_About this exercise_.
Transcribe exactly the lines from the one holding "let score = if" to the end of the data below, including both of those lines and no others.

---*---

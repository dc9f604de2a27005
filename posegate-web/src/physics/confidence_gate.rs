//! Confidence Gate - first layer of the stability stack
//!
//! Scores how trustworthy a whole frame is. When the weighted
//! visibility/presence falls below the floor, nothing downstream should
//! compute metrics on it.

use crate::pose::{LandmarkWeights, PoseFrame};

/// Weighted confidence of one frame
#[derive(Clone, Copy, Debug, PartialEq)]
pub struct FrameConfidence {
    /// Weighted mean of `min(visibility, presence)` over usable landmarks
    pub score: f64,
    /// Weighted landmarks present with finite coordinates
    pub usable_landmarks: usize,
}

/// Frame-level confidence gate
#[derive(Clone, Debug)]
pub struct ConfidenceGate {
    /// Minimum weighted confidence to accept a frame
    threshold: f64,
}

impl ConfidenceGate {
    pub fn new(threshold: f64) -> Self {
        Self { threshold }
    }

    pub fn threshold(&self) -> f64 {
        self.threshold
    }

    /// Assess a frame.
    ///
    /// Landmarks missing from a short frame, or with NaN/infinite
    /// coordinates, don't take part. A frame with no usable weighted
    /// landmark scores zero.
    pub fn assess(&self, frame: &PoseFrame, weights: &LandmarkWeights) -> FrameConfidence {
        let mut weighted = 0.0;
        let mut total_weight = 0.0;
        let mut usable_landmarks = 0;

        for (id, w) in weights.weighted() {
            if let Some(lm) = frame.finite_landmark(id) {
                weighted += w * lm.confidence();
                total_weight += w;
                usable_landmarks += 1;
            }
        }

        let score = if total_weight > 0.0 {
            weighted / total_weight
        } else {
            0.0
        };

        FrameConfidence {
            score,
            usable_landmarks,
        }
    }

    /// Frame passes if its weighted confidence reaches the threshold
    pub fn passes(&self, confidence: &FrameConfidence) -> bool {
        confidence.usable_landmarks > 0 && confidence.score >= self.threshold
    }
}

impl Default for ConfidenceGate {
    fn default() -> Self {
        Self::new(0.5)
    }
}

---*---

_Task solution_.
        let score = if total_weight > 0.0 {
            weighted / total_weight
        } else {
            0.0
        };

        FrameConfidence {
            score,
            usable_landmarks,
        }
    }

    /// Frame passes if its weighted confidence reaches the threshold
    pub fn passes(&self, confidence: &FrameConfidence) -> bool {
        confidence.usable_landmarks > 0 && confidence.score >= self.threshold
    }
}

impl Default for ConfidenceGate {
    fn default() -> Self {
        Self::new(0.5)
    }
}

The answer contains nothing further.